Servilité et soumission dans la politique extérieure latinoaméricaine

On sait aujourd’hui que la démocratie électorale est bonne à quelque chose : les voleurs, les menteurs, les tricheurs et ceux qui violent les droits de l’homme peuvent accéder à la présidence d’un pays à la seule condition d’être des vassaux des Etats-Unis. Les preuves les plus dignes de foi : Temer (Brésil), Juan Orlando Hernández (Honduras) et Piñera (Chili).

 

Dans un acte qui ne se caractérise pas par son respect des pratiques diplomatiques et encore moins par l’éthique qui devrait accompagner le comportement international des Etats, le chancelier chilien Heraldo Muñoz, face à l’autisme habituel de la présidente Michelle Bachelet et en pensant plus à son avenir de fonctionnaire international qu’aux intérêts de son peuple, a profité de la tenue du Forum China-CELAC à Santiago pour rencontrer les pays du groupe de « bons petits chiens couchés sur le tapis de la Maison Blanche » et faire un pas de plus dans l’escalade des agressions contre le Venezuela. 

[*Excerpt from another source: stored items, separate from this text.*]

impl SqliteDataProvider {
    /// Opens (or creates) a file-based database.
    ///
    /// # Errors
    /// Returns an error if the database connection cannot be established.
    pub fn new<P: AsRef<Path>>(db_path: P) -> SqliteResult<Self> {
        let conn = Connection::open(db_path)?;
        let provider = SqliteDataProvider { conn };
        provider.ensure_schema()?;
        Ok(provider)
    }

    /// Opens an existing database without write access.
    ///
    /// # Errors
    /// Returns `MissingDataset` if no file exists at `db_path`.
    pub fn open_read_only<P: AsRef<Path>>(db_path: P) -> Result<Self, DataProviderError> {
        let db_path = db_path.as_ref();
        if !db_path.is_file() {
            return Err(DataProviderError::MissingDataset(db_path.display().to_string()));
        }
        let conn = Connection::open_with_flags(db_path, OpenFlags::SQLITE_OPEN_READ_ONLY)?;
        Ok(SqliteDataProvider { conn })
    }

    /// Creates a provider backed by an in-memory database. Useful for testing.
    pub fn new_in_memory() -> SqliteResult<Self> {
        let conn = Connection::open_in_memory()?;
        let provider = SqliteDataProvider { conn };
        provider.ensure_schema()?;
        Ok(provider)
    }

    fn ensure_schema(&self) -> SqliteResult<()> {
        self.conn.execute_batch(
            "CREATE TABLE IF NOT EXISTS observations (
                kind TEXT NOT NULL,
                ts_code TEXT NOT NULL,
                trade_date INTEGER NOT NULL,
                value REAL,
                PRIMARY KEY (kind, ts_code, trade_date)
            );
            CREATE INDEX IF NOT EXISTS idx_observations_kind_date
                ON observations(kind, trade_date);
            CREATE TABLE IF NOT EXISTS instruments (
                ts_code TEXT PRIMARY KEY,
                name TEXT NOT NULL,
                list_date INTEGER,
                industry TEXT
            );
            CREATE TABLE IF NOT EXISTS company_data (
                partition INTEGER NOT NULL,
                ts_code TEXT NOT NULL,
                trade_date INTEGER NOT NULL,
                total_mv REAL,
                PRIMARY KEY (partition, ts_code, trade_date)
            );
            CREATE INDEX IF NOT EXISTS idx_company_data_partition
                ON company_data(partition);",
        )
    }

    /// Returns a reference to the underlying SQLite connection.
    pub fn connection(&self) -> &Connection {
        &self.conn
    }

    /// Inserts or replaces observations of one kind in a single transaction.
    pub fn insert_observations(
        &mut self,
        kind: ObservationKind,
        observations: &[Observation],
    ) -> SqliteResult<()> {
        let tx = self.conn.transaction()?;
        {
            let mut stmt = tx.prepare(
                "INSERT OR REPLACE INTO observations (kind, ts_code, trade_date, value)
                 VALUES (?1, ?2, ?3, ?4)",
            )?;
            for obs in observations {
                stmt.execute(params![
                    kind.as_str(),
                    obs.code.as_str(),
                    trade_date_to_int(obs.trade_date),
                    obs.value
                ])?;
            }
        }
        tx.commit()
    }

    /// Inserts or replaces a reference record.
    pub fn store_reference(&self, reference: &InstrumentReference) -> SqliteResult<()> {
        self.conn.execute(
            "INSERT OR REPLACE INTO instruments (ts_code, name, list_date, industry)
             VALUES (?1, ?2, ?3, ?4)",
            params![
                reference.code.as_str(),
                reference.name,
                reference.list_date.map(trade_date_to_int),
                reference.industry
            ],
        )?;
        Ok(())
    }

    /// Inserts company data into `partition` (1 is the most recent).
    pub fn insert_company_data(
        &mut self,
        partition: i64,
        rows: &[CompanySnapshot],
    ) -> SqliteResult<()> {
        let tx = self.conn.transaction()?;
        {
            let mut stmt = tx.prepare(
                "INSERT OR REPLACE INTO company_data (partition, ts_code, trade_date, total_mv)
                 VALUES (?1, ?2, ?3, ?4)",
            )?;
            for row in rows {
                stmt.execute(params![
                    partition,
                    row.code.as_str(),
                    trade_date_to_int(row.trade_date),
                    row.total_mv
                ])?;
            }
        }
        tx.commit()
    }

    /// Copies every dataset of `source` into this database.
    ///
    /// The source's recent company-data partition becomes partition 1 and
    /// the remaining company rows partition 2. Returns the number of rows
    /// written.
    pub fn import_from<S>(&mut self, source: &S) -> Result<usize, DataProviderError>
    where
        S: DataProvider + ?Sized,
    {
        let volatility = source.volatility_observations()?;
        self.insert_observations(ObservationKind::Volatility, &volatility)?;
        let volume = source.volume_observations()?;
        self.insert_observations(ObservationKind::Volume, &volume)?;

        let reference = source.static_reference()?;
        for record in reference.values() {
            self.store_reference(record)?;
        }

        let recent = source.recent_company_data()?;
        let recent_keys: HashSet<(&InstrumentCode, chrono::NaiveDate)> =
            recent.iter().map(|row| (&row.code, row.trade_date)).collect();
        let older: Vec<CompanySnapshot> = source
            .all_company_data()?
            .into_iter()
            .filter(|row| !recent_keys.contains(&(&row.code, row.trade_date)))
            .collect();
        self.insert_company_data(RECENT_PARTITION, &recent)?;
        self.insert_company_data(RECENT_PARTITION + 1, &older)?;

        let written = volatility.len() + volume.len() + reference.len() + recent.len() + older.len();
        log::info!(
            "Imported {} rows ({} volatility, {} volume, {} instruments, {} company)",
            written,
            volatility.len(),
            volume.len(),
            reference.len(),
            recent.len() + older.len()
        );
        Ok(written)
    }

    fn load_observations(&self, kind: ObservationKind) -> Result<Vec<Observation>, DataProviderError> {
        let mut stmt = self.conn.prepare(
            "SELECT ts_code, trade_date, value FROM observations
             WHERE kind = ?1
             ORDER BY trade_date, ts_code",
        )?;
        let rows = stmt.query_map([kind.as_str()], |row| {
            Ok((
                row.get::<_, String>(0)?,
                row.get::<_, i64>(1)?,
                row.get::<_, Option<f64>>(2)?,
            ))
        })?;

        let mut observations = Vec::new();
        for row in rows {
            let (code, date, value) = row?;
            observations.push(Observation::new(
                parse_code(code)?,
                parse_date(date)?,
                value.unwrap_or(f64::NAN),
            ));
        }
        log::debug!("Loaded {} {} observations", observations.len(), kind.as_str());
        Ok(observations)
    }

    fn load_company_data(&self, partition: Option<i64>) -> Result<Vec<CompanySnapshot>, DataProviderError> {
        let sql = "SELECT ts_code, trade_date, total_mv FROM company_data
                   WHERE ?1 IS NULL OR partition = ?1
                   ORDER BY partition, trade_date, ts_code";
        let mut stmt = self.conn.prepare(sql)?;
        let rows = stmt.query_map([partition], company_row)?;

        let mut snapshots = Vec::new();
        for row in rows {
            let (code, date, total_mv) = row?;
            snapshots.push(CompanySnapshot::new(parse_code(code)?, parse_date(date)?, total_mv));
        }
        Ok(snapshots)
    }
}
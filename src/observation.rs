use crate::instrument::{CompanySnapshot, InstrumentReference};
use crate::instrument_code::InstrumentCode;
use crate::trade_date::serde_yyyymmdd;
use chrono::NaiveDate;
use serde::{Deserialize, Deserializer, Serialize};
use std::collections::HashMap;
use thiserror::Error;

/// A single daily observation of one quantity for one instrument.
///
/// The CSV column holding the value is `std` for volatility datasets and
/// `vol` for volume datasets; both deserialize into `value`. An empty cell
/// reads as `NaN`.
#[derive(Debug, Clone, PartialEq, Serialize, Deserialize)]
pub struct Observation {
    #[serde(rename = "ts_code")]
    pub code: InstrumentCode,
    #[serde(with = "serde_yyyymmdd")]
    pub trade_date: NaiveDate,
    #[serde(alias = "std", alias = "vol", deserialize_with = "value_or_nan")]
    pub value: f64,
}

fn value_or_nan<'de, D>(deserializer: D) -> Result<f64, D::Error>
where
    D: Deserializer<'de>,
{
    Ok(Option::<f64>::deserialize(deserializer)?.unwrap_or(f64::NAN))
}

impl Observation {
    /// Creates a new Observation.
    pub fn new(code: InstrumentCode, trade_date: NaiveDate, value: f64) -> Self {
        Observation {
            code,
            trade_date,
            value,
        }
    }
}

/// Which observed quantity a series holds.
#[derive(Debug, Clone, Copy, PartialEq, Eq, Hash, Serialize, Deserialize)]
#[serde(rename_all = "lowercase")]
pub enum ObservationKind {
    /// Daily standard deviation of returns
    Volatility,
    /// Daily traded volume (lots)
    Volume,
}

impl ObservationKind {
    pub fn as_str(&self) -> &'static str {
        match self {
            ObservationKind::Volatility => "volatility",
            ObservationKind::Volume => "volume",
        }
    }
}

/// Source of every dataset the ratings consume.
///
/// Implementations return fresh, owned snapshots; callers never mutate
/// what they receive and nothing is cached between calls.
pub trait DataProvider {
    /// Daily volatility observations (coverage from early 2023).
    fn volatility_observations(&self) -> Result<Vec<Observation>, DataProviderError>;

    /// Daily volume observations (coverage from early 2002).
    fn volume_observations(&self) -> Result<Vec<Observation>, DataProviderError>;

    /// Static reference attributes keyed by instrument code.
    fn static_reference(
        &self,
    ) -> Result<HashMap<InstrumentCode, InstrumentReference>, DataProviderError>;

    /// Rows of the most recent company-data partition only.
    fn recent_company_data(&self) -> Result<Vec<CompanySnapshot>, DataProviderError>;

    /// Rows of every company-data partition, concatenated.
    fn all_company_data(&self) -> Result<Vec<CompanySnapshot>, DataProviderError>;

    /// Observations of the requested kind.
    fn observations(&self, kind: ObservationKind) -> Result<Vec<Observation>, DataProviderError> {
        match kind {
            ObservationKind::Volatility => self.volatility_observations(),
            ObservationKind::Volume => self.volume_observations(),
        }
    }
}

/// Errors that can occur when loading datasets.
#[derive(Debug, Error)]
pub enum DataProviderError {
    #[error("I/O error: {0}")]
    Io(#[from] std::io::Error),
    #[error("CSV error: {0}")]
    Csv(#[from] csv::Error),
    #[error("SQL error: {0}")]
    Sqlite(#[from] rusqlite::Error),
    #[error("dataset not found: {0}")]
    MissingDataset(String),
    #[error("invalid record: {0}")]
    InvalidRecord(String),
}

/// In-memory data provider, mainly for tests and embedding.
///
/// Company-data partitions are kept in recency order: index 0 is the most
/// recent partition.
#[derive(Debug, Clone, Default)]
pub struct InMemoryDataProvider {
    volatility: Vec<Observation>,
    volume: Vec<Observation>,
    reference: HashMap<InstrumentCode, InstrumentReference>,
    company_partitions: Vec<Vec<CompanySnapshot>>,
}

impl InMemoryDataProvider {
    /// Creates a new empty in-memory data provider.
    pub fn new() -> Self {
        Self::default()
    }

    /// Appends observations of the given kind.
    pub fn add_observations(&mut self, kind: ObservationKind, observations: Vec<Observation>) {
        match kind {
            ObservationKind::Volatility => self.volatility.extend(observations),
            ObservationKind::Volume => self.volume.extend(observations),
        }
    }

    /// Inserts or replaces a reference record.
    pub fn add_reference(&mut self, reference: InstrumentReference) {
        self.reference.insert(reference.code.clone(), reference);
    }

    /// Appends a company-data partition older than every partition added so far.
    pub fn add_company_partition(&mut self, rows: Vec<CompanySnapshot>) {
        self.company_partitions.push(rows);
    }
}

impl DataProvider for InMemoryDataProvider {
    fn volatility_observations(&self) -> Result<Vec<Observation>, DataProviderError> {
        Ok(self.volatility.clone())
    }

    fn volume_observations(&self) -> Result<Vec<Observation>, DataProviderError> {
        Ok(self.volume.clone())
    }

    fn static_reference(
        &self,
    ) -> Result<HashMap<InstrumentCode, InstrumentReference>, DataProviderError> {
        Ok(self.reference.clone())
    }

    fn recent_company_data(&self) -> Result<Vec<CompanySnapshot>, DataProviderError> {
        Ok(self.company_partitions.first().cloned().unwrap_or_default())
    }

    fn all_company_data(&self) -> Result<Vec<CompanySnapshot>, DataProviderError> {
        Ok(self.company_partitions.iter().flatten().cloned().collect())
    }
}
//! Route definitions for the API server

use axum::{routing::get, Router};
use std::sync::Arc;
use tower_http::{
    cors::{Any, CorsLayer},
    trace::TraceLayer,
};

use super::handlers;
use super::state::AppState;

/// Creates the main application router with all routes and middleware
pub fn create_router(state: Arc<AppState>) -> Router {
    let cors = CorsLayer::new()
        .allow_origin(Any)
        .allow_methods(Any)
        .allow_headers(Any);

    Router::new()
        .route("/health", get(handlers::health_check))
        // Single ratings
        .route("/ratings/c1", get(handlers::get_c1))
        .route("/ratings/c2", get(handlers::get_c2))
        .route("/ratings/c3", get(handlers::get_c3))
        .route("/ratings/combined", get(handlers::get_combined))
        .route("/ratings/:rating/last-update", get(handlers::get_last_update))
        // Watchlist token resolution
        .route("/instruments/:token", get(handlers::get_instrument))
        .layer(cors)
        .layer(TraceLayer::new_for_http())
        .with_state(state)
}
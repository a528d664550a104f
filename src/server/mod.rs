//! REST API exposing the rating tables

mod error;
mod handlers;
mod routes;
mod state;
pub mod table;

pub use error::ApiError;
pub use routes::create_router;
pub use state::{AppState, SharedProvider};

use crate::config::{parse_var, RatingConfig};
use crate::error::RatingError;
use std::sync::Arc;
use tracing_subscriber::EnvFilter;

/// Server configuration
#[derive(Debug, Clone)]
pub struct ServerConfig {
    /// Server host address (default: "127.0.0.1")
    pub host: String,
    /// Server port (default: 3000)
    pub port: u16,
    pub rating: RatingConfig,
}

impl Default for ServerConfig {
    fn default() -> Self {
        ServerConfig {
            host: "127.0.0.1".to_string(),
            port: 3000,
            rating: RatingConfig::default(),
        }
    }
}

impl ServerConfig {
    pub fn new(host: impl Into<String>, port: u16, rating: RatingConfig) -> Self {
        ServerConfig {
            host: host.into(),
            port,
            rating,
        }
    }

    /// Reads `HOST` and `PORT` plus every [`RatingConfig`] variable.
    ///
    /// # Errors
    /// Returns `InvalidParameter` when a variable is set but malformed.
    pub fn from_env() -> Result<Self, RatingError> {
        Self::from_lookup(|key| std::env::var(key).ok())
    }

    /// Same as [`from_env`](Self::from_env) with an injectable lookup.
    pub fn from_lookup<F>(lookup: F) -> Result<Self, RatingError>
    where
        F: Fn(&str) -> Option<String>,
    {
        let mut config = ServerConfig {
            rating: RatingConfig::from_lookup(&lookup)?,
            ..ServerConfig::default()
        };
        if let Some(host) = lookup("HOST") {
            config.host = host;
        }
        if let Some(port) = lookup("PORT") {
            config.port = parse_var("PORT", &port)?;
        }
        Ok(config)
    }
}

/// Runs the API server
///
/// Log verbosity follows `RUST_LOG` and defaults to `info`. Records from
/// the `log` facade (used by the data providers) are forwarded to the same
/// subscriber.
///
/// # Example
/// ```rust,no_run
/// use strength::server::{run_server, ServerConfig};
///
/// #[tokio::main]
/// async fn main() -> Result<(), Box<dyn std::error::Error>> {
///     run_server(ServerConfig::default()).await?;
///     Ok(())
/// }
/// ```
pub async fn run_server(config: ServerConfig) -> Result<(), Box<dyn std::error::Error>> {
    let filter = EnvFilter::try_from_default_env().unwrap_or_else(|_| EnvFilter::new("info"));
    tracing_subscriber::fmt()
        .with_env_filter(filter)
        .with_target(false)
        .compact()
        .init();

    tracing::info!(
        backend = ?config.rating.backend,
        data_dir = %config.rating.data_dir.display(),
        "opening datasets"
    );
    let state = Arc::new(AppState::open(config.rating)?);
    let app = routes::create_router(state);

    let addr = format!("{}:{}", config.host, config.port);
    let listener = tokio::net::TcpListener::bind(&addr).await?;

    tracing::info!("Server listening on http://{}", addr);

    axum::serve(listener, app).await?;

    Ok(())
}

#[cfg(test)]
mod tests {
    use super::*;

    #[test]
    fn test_server_config_from_lookup() {
        let config = ServerConfig::from_lookup(|key| match key {
            "HOST" => Some("0.0.0.0".to_string()),
            "PORT" => Some("8080".to_string()),
            _ => None,
        })
        .unwrap();
        assert_eq!(config.host, "0.0.0.0");
        assert_eq!(config.port, 8080);

        let defaults = ServerConfig::from_lookup(|_| None).unwrap();
        assert_eq!(defaults.port, 3000);
    }

    #[test]
    fn test_server_config_rejects_malformed_port() {
        for port in ["http", "70000", "-1"] {
            let result = ServerConfig::from_lookup(|key| (key == "PORT").then(|| port.to_string()));
            assert!(matches!(result, Err(RatingError::InvalidParameter(_))));
        }
    }
}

Muñoz attend aussi désespérément que ses maîtres du nord se fient à lui et récompensent ses services par une charge qui puisse lui faire espérer autre chose de l’avenir que le sauvetage de son organisation politique, le Parti pour la Démocratie (PPD), d’un enterrement de première classe après sa débâcle aux dernières élections. Faisant offense au Gouvernement chinois, Heraldo n’a attendu que quelques heures après le départ du chancelier Wang Yide de Santiago, pour, après une discussion de deux jours sur une soi-disant volonté d’intégration des Gouvernements de droite dans la région, montrer son véritable visage en proposant un nouveau pamphlet interventionniste (qui a été approuvé par ce groupe) pour créer les conditions d’un renversement du Gouvernement du Venezuela.

Non content de cela, et après avoir adressé des louanges débordantes et honteuses à Wang dans le seul but d’attirer les investissements et d’améliorer les échanges commerciaux avec la Chine pour augmenter les bénéfices des grandes entreprises chiliennes, Heraldo a annoncé seulement quelques heures plus tard, (alors que Wang était encore dans l’avion) qu’en mars, serait approuvé ce qu’on appelle le TPP11, c’est à dire l’Accord Trans-pacifique sans les Etats-Unis, une alliance commerciale mise en place par Obama dans le but évident de faire concurrence à la Chine et qui a été laissée sans effet par Trump. Pour cela, Heraldo a organisé un événement à Viña del Mar en mars de l’année dernière lors duquel il s’est « vendu » comme le sauveur du TPP et le leader de l’Alliance du Pacifique. La Chine, invitée à ce forum, a envoyé une délégation de troisième niveau qui s’est permis de dire au héraut chilien dans son propre pays : « libre commerce, oui, TPP non. »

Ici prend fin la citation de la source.